WHAT YOU NEED TO DO – Locate the line that contains "let last_tone = *h.device.tones().last().unwrap();" in the entries below, then repeat it and every following line through the line that contains "let mut h = harness(OfflineDevice::suspended());", exactly, and no others.

RECORDS PROVIDED –

--*--

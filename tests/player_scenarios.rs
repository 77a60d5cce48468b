// Integration test: sequence player sessions on a simulated audio device

use practice_audio::audio::offline::OfflineDevice;
use practice_audio::sequencer::note::midi_to_frequency;
use practice_audio::{
    AudioDevice, EventLoop, Note, PlayOptions, PulseScheduler, SchedulerConfig, SchedulerError,
    SequencePlayer, Tick, TransportState,
};
use std::cell::RefCell;
use std::rc::Rc;

struct Harness {
    device: Rc<OfflineDevice>,
    event_loop: EventLoop,
    player: SequencePlayer,
    times: Rc<RefCell<Vec<Option<f64>>>>,
    stops: Rc<RefCell<u32>>,
}

fn harness(device: OfflineDevice) -> Harness {
    let (device, context) = device.into_context();
    let mut player = SequencePlayer::new(context, &SchedulerConfig::default()).unwrap();

    let times = Rc::new(RefCell::new(Vec::new()));
    let sink = times.clone();
    player.on_time_change(move |t| sink.borrow_mut().push(t));

    let stops = Rc::new(RefCell::new(0));
    let counter = stops.clone();
    player.on_stop(move || *counter.borrow_mut() += 1);

    Harness {
        event_loop: EventLoop::new(device.clone()),
        device,
        player,
        times,
        stops,
    }
}

/// Notes at onsets 0, 1 and 2 seconds, one second each
fn three_notes() -> Vec<Note> {
    vec![
        Note::new(1, 60, 0.0, 1.0, 100),
        Note::new(2, 62, 1.0, 1.0, 100),
        Note::new(3, 64, 2.0, 1.0, 100),
    ]
}

fn positions(times: &[Option<f64>]) -> Vec<f64> {
    times.iter().filter_map(|t| *t).collect()
}

#[test]
fn test_trimmed_double_speed_run() {
    let mut h = harness(OfflineDevice::new());
    let options = PlayOptions::new().with_start_at(1.0).with_speed(2.0);
    h.player.play(&three_notes(), options).unwrap();
    h.event_loop.run_until_idle(&mut [&mut h.player]);

    // Onset 0 trimmed, the rest shifted to 0 and compressed by 2
    let tones = h.device.tones();
    assert_eq!(tones.len(), 2);
    assert_eq!(tones[0].tone.start_time, 0.0);
    assert_eq!(tones[1].tone.start_time, 0.5);
    assert!(tones.iter().all(|t| t.tone.duration == 0.5));
    assert_eq!(tones[0].tone.frequency_hz, midi_to_frequency(62));
    assert_eq!(tones[1].tone.frequency_hz, midi_to_frequency(64));

    // The 3s song lasts 1.5s at double speed; counted from start_at = 1 that
    // is reached after 0.5s of audio, at position 2
    let times = h.times.borrow();
    let reported = positions(&times);
    let last = *reported.last().unwrap();
    assert!(last >= 2.0 && last < 2.07, "stopped at {}", last);
    assert_eq!(times.last(), Some(&None));
    assert!(h.device.now() >= 0.5 && h.device.now() < 0.54);

    assert!(reported.windows(2).all(|w| w[0] <= w[1]));
    assert_eq!(reported[0], 1.0);
    assert_eq!(*h.stops.borrow(), 1);
    assert!(!h.player.is_playing());
}

#[test]
fn test_doubling_speed_halves_duration() {
    let run = |speed: f64| {
        let mut h = harness(OfflineDevice::new());
        h.player
            .play(&three_notes(), PlayOptions::new().with_speed(speed))
            .unwrap();
        h.event_loop.run_until_idle(&mut [&mut h.player]);
        h.device.now()
    };

    let normal = run(1.0);
    let double = run(2.0);
    let half = run(0.5);

    assert!((normal - 3.0).abs() < 0.04);
    assert!((double - 1.5).abs() < 0.04);
    assert!((half - 6.0).abs() < 0.04);
}

#[test]
fn test_reported_time_maps_back_to_song_time() {
    let mut h = harness(OfflineDevice::new());
    let samples = Rc::new(RefCell::new(Vec::new()));
    let sink = samples.clone();
    let device = h.device.clone();
    h.player
        .on_time_change(move |t| sink.borrow_mut().push((device.now(), t)));

    h.player
        .play(&three_notes(), PlayOptions::new().with_start_at(0.5).with_speed(0.5))
        .unwrap();
    h.event_loop.run_for(2_000.0, &mut [&mut h.player]);

    // position = (audio elapsed) * speed + start_at
    let samples = samples.borrow();
    assert!(samples.len() > 50);
    for &(now, reported) in samples.iter() {
        let reported = reported.unwrap();
        assert!((reported - (now * 0.5 + 0.5)).abs() < 1e-9);
    }
}

#[test]
fn test_pause_and_resume_continue_from_position() {
    let mut h = harness(OfflineDevice::new());
    h.player.play(&three_notes(), PlayOptions::default()).unwrap();
    h.event_loop.run_for(500.0, &mut [&mut h.player]);

    h.player.pause().unwrap();
    let paused_at = h.player.current_play_time().unwrap();
    assert!(paused_at > 0.4 && paused_at <= 0.5);
    assert!(h.player.is_paused());
    assert!(h.player.next_deadline_ms().is_none());

    // Nothing polls while paused
    let reports = h.times.borrow().len();
    h.device.advance(5.0);
    assert_eq!(h.event_loop.run_until_idle(&mut [&mut h.player]), 0);
    assert_eq!(h.times.borrow().len(), reports);

    let resumed_at = h.device.now();
    h.player.resume().unwrap();
    assert_eq!(h.player.current_play_time(), Some(paused_at));
    h.event_loop.run_until_idle(&mut [&mut h.player]);

    // Notes 2 and 3 land where the song says, relative to the resume point
    let tones = h.device.tones();
    assert_eq!(tones.len(), 3);
    assert!((tones[1].tone.start_time - (resumed_at + 1.0 - paused_at)).abs() < 1e-9);
    assert!((tones[2].tone.start_time - (resumed_at + 2.0 - paused_at)).abs() < 1e-9);
    assert_eq!(*h.stops.borrow(), 1);
}

#[test]
fn test_second_pause_notifies_nobody() {
    let mut h = harness(OfflineDevice::new());
    h.player.play(&three_notes(), PlayOptions::default()).unwrap();
    h.event_loop.run_for(400.0, &mut [&mut h.player]);

    h.player.pause().unwrap();
    let reports = h.times.borrow().len();
    let tones = h.device.tones().len();

    h.player.pause().unwrap();
    h.device.advance(1.0);
    h.event_loop.run_until_idle(&mut [&mut h.player]);

    assert!(h.player.is_paused());
    assert_eq!(h.times.borrow().len(), reports);
    assert_eq!(h.device.tones().len(), tones);
    assert_eq!(*h.stops.borrow(), 0);
}

#[test]
fn test_zero_length_note_plays_then_stops() {
    let mut h = harness(OfflineDevice::new());
    let tick = vec![Note::new(1, 76, 0.0, 0.0, 100)];
    h.player.play(&tick, PlayOptions::default()).unwrap();
    h.event_loop.run_until_idle(&mut [&mut h.player]);

    let tones = h.device.tones();
    assert_eq!(tones.len(), 1);
    assert_eq!(tones[0].tone.start_time, 0.0);
    assert_eq!(*h.stops.borrow(), 1);
    assert!(!h.player.is_playing());
}

#[test]
fn test_zero_length_loop_repeats_per_poll() {
    let mut h = harness(OfflineDevice::new());
    let tick = vec![Note::new(1, 76, 0.0, 0.0, 100)];
    h.player
        .play(&tick, PlayOptions::new().with_looping(true))
        .unwrap();
    h.event_loop.run_for(200.0, &mut [&mut h.player]);

    // Each restart waits for the next poll instead of restarting in place
    assert!(h.player.is_playing());
    assert_eq!(*h.stops.borrow(), 0);
    let tones = h.device.tones();
    assert!(tones.len() >= 4 && tones.len() <= 8, "{} tones", tones.len());
    assert!(tones.windows(2).all(|w| w[0].tone.start_time < w[1].tone.start_time));

    h.player.stop(true);
    assert_eq!(*h.stops.borrow(), 1);
}

#[test]
fn test_invalid_transitions_are_rejected() {
    let mut h = harness(OfflineDevice::new());

    assert!(matches!(
        h.player.resume(),
        Err(SchedulerError::InvalidOperation(_))
    ));
    assert!(matches!(
        h.player.pause(),
        Err(SchedulerError::InvalidOperation(_))
    ));
    assert_eq!(
        h.player.play(&[], PlayOptions::default()),
        Err(SchedulerError::EmptyInput)
    );
    assert!(matches!(
        h.player.play(&three_notes(), PlayOptions::new().with_speed(0.0)),
        Err(SchedulerError::InvalidParameter { name: "speed", .. })
    ));

    assert_eq!(h.player.state(), TransportState::Stopped);
    assert!(h.times.borrow().is_empty());
    assert_eq!(*h.stops.borrow(), 0);
    assert!(h.device.tones().is_empty());
}

#[test]
fn test_looping_wraps_without_stopping() {
    let mut h = harness(OfflineDevice::new());
    h.player
        .play(&three_notes(), PlayOptions::new().with_looping(true))
        .unwrap();
    h.event_loop.run_for(7_000.0, &mut [&mut h.player]);

    assert!(h.player.is_playing());
    assert_eq!(*h.stops.borrow(), 0);

    let reported = positions(&h.times.borrow());
    let wraps: Vec<usize> = (1..reported.len())
        .filter(|&i| reported[i] < reported[i - 1])
        .collect();
    assert_eq!(wraps.len(), 2);
    for &i in &wraps {
        // Position reached the song end then snapped back to the start
        assert!(reported[i - 1] >= 3.0 && reported[i - 1] < 3.04);
        assert_eq!(reported[i], 0.0);
    }

    // Every pass committed the whole sequence
    assert!(h.device.tones().len() >= 7);

    h.player.stop(true);
    assert_eq!(*h.stops.borrow(), 1);
    assert_eq!(h.times.borrow().last(), Some(&None));
}

#[test]
fn test_loop_window_repeats_trimmed_range() {
    let mut h = harness(OfflineDevice::new());
    let options = PlayOptions::new()
        .with_start_at(1.0)
        .with_end_at(2.0)
        .with_looping(true);
    h.player.play(&three_notes(), options).unwrap();
    h.event_loop.run_for(3_500.0, &mut [&mut h.player]);

    // Only the note at onset 1 falls inside [1, 2)
    let frequencies: Vec<f32> = h.device.tones().iter().map(|t| t.tone.frequency_hz).collect();
    assert!(frequencies.len() >= 3);
    assert!(frequencies.iter().all(|&f| f == midi_to_frequency(62)));

    let reported = positions(&h.times.borrow());
    assert!(reported.iter().all(|&t| (1.0..2.04).contains(&t)));
}

#[test]
fn test_resumed_loop_restarts_from_original_start() {
    let mut h = harness(OfflineDevice::new());
    h.player
        .play(&three_notes(), PlayOptions::new().with_looping(true))
        .unwrap();
    h.event_loop.run_for(1_200.0, &mut [&mut h.player]);
    h.player.pause().unwrap();
    h.player.resume().unwrap();
    h.event_loop.run_for(2_500.0, &mut [&mut h.player]);

    let reported = positions(&h.times.borrow());
    let wrap = (1..reported.len())
        .find(|&i| reported[i] < reported[i - 1])
        .unwrap();
    assert_eq!(reported[wrap], 0.0);
}

#[test]
fn test_play_replaces_active_session() {
    let mut h = harness(OfflineDevice::new());
    h.player.play(&three_notes(), PlayOptions::default()).unwrap();
    h.event_loop.run_for(300.0, &mut [&mut h.player]);

    let other = vec![Note::new(10, 72, 0.0, 0.25, 90)];
    h.player.play(&other, PlayOptions::default()).unwrap();
    h.event_loop.run_until_idle(&mut [&mut h.player]);

    // Only the explicit end of the second session is reported
    assert_eq!(*h.stops.borrow(), 1);
    let last_tone = *h.device.tones().last().unwrap();
    assert_eq!(last_tone.tone.frequency_hz, midi_to_frequency(72));
}

#[test]
fn test_stop_is_idempotent() {
    let mut h = harness(OfflineDevice::new());
    h.player.play(&three_notes(), PlayOptions::default()).unwrap();
    h.player.stop(true);
    h.player.stop(true);
    h.player.stop(false);

    assert_eq!(*h.stops.borrow(), 1);
    let nulls = h.times.borrow().iter().filter(|t| t.is_none()).count();
    assert_eq!(nulls, 1);
}

#[test]
fn test_paused_player_can_be_stopped() {
    let mut h = harness(OfflineDevice::new());
    h.player.play(&three_notes(), PlayOptions::default()).unwrap();
    h.player.pause().unwrap();
    h.player.stop(true);

    assert_eq!(h.player.state(), TransportState::Stopped);
    assert_eq!(*h.stops.borrow(), 1);
    assert!(h.player.resume().is_err());
}

#[test]
fn test_suspended_device_resumed_on_play() {
    let mut h = harness(OfflineDevice::suspended());
    h.player.play(&three_notes(), PlayOptions::default()).unwrap();
    h.event_loop.run_until_idle(&mut [&mut h.player]);

    assert_eq!(h.device.tones().len(), 3);
    assert!(h.device.now() >= 3.0);
}

#[test]
fn test_metronome_and_player_share_device() {
    let (device, context) = OfflineDevice::new().into_context();
    let config = SchedulerConfig::default();
    let event_loop = EventLoop::new(device.clone());

    let mut metronome = PulseScheduler::new(context.clone(), &config).unwrap();
    let mut player = SequencePlayer::new(context, &config).unwrap();

    metronome.start(120.0, 4, Some(6)).unwrap();
    player.play(&three_notes(), PlayOptions::default()).unwrap();
    event_loop.run_until_idle(&mut [&mut metronome, &mut player]);

    let tones = device.tones();
    let clicks = tones.iter().filter(|t| t.tone.duration == 0.04).count();
    assert_eq!(clicks, 6);
    assert_eq!(tones.len(), 9);
    assert!(!metronome.is_running());
    assert!(!player.is_playing());
}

--*--

RESPONSE TO THIS EXERCISE –
    let last_tone = *h.device.tones().last().unwrap();
    assert_eq!(last_tone.tone.frequency_hz, midi_to_frequency(72));
}

#[test]
fn test_stop_is_idempotent() {
    let mut h = harness(OfflineDevice::new());
    h.player.play(&three_notes(), PlayOptions::default()).unwrap();
    h.player.stop(true);
    h.player.stop(true);
    h.player.stop(false);

    assert_eq!(*h.stops.borrow(), 1);
    let nulls = h.times.borrow().iter().filter(|t| t.is_none()).count();
    assert_eq!(nulls, 1);
}

#[test]
fn test_paused_player_can_be_stopped() {
    let mut h = harness(OfflineDevice::new());
    h.player.play(&three_notes(), PlayOptions::default()).unwrap();
    h.player.pause().unwrap();
    h.player.stop(true);

    assert_eq!(h.player.state(), TransportState::Stopped);
    assert_eq!(*h.stops.borrow(), 1);
    assert!(h.player.resume().is_err());
}

#[test]
fn test_suspended_device_resumed_on_play() {
    let mut h = harness(OfflineDevice::suspended());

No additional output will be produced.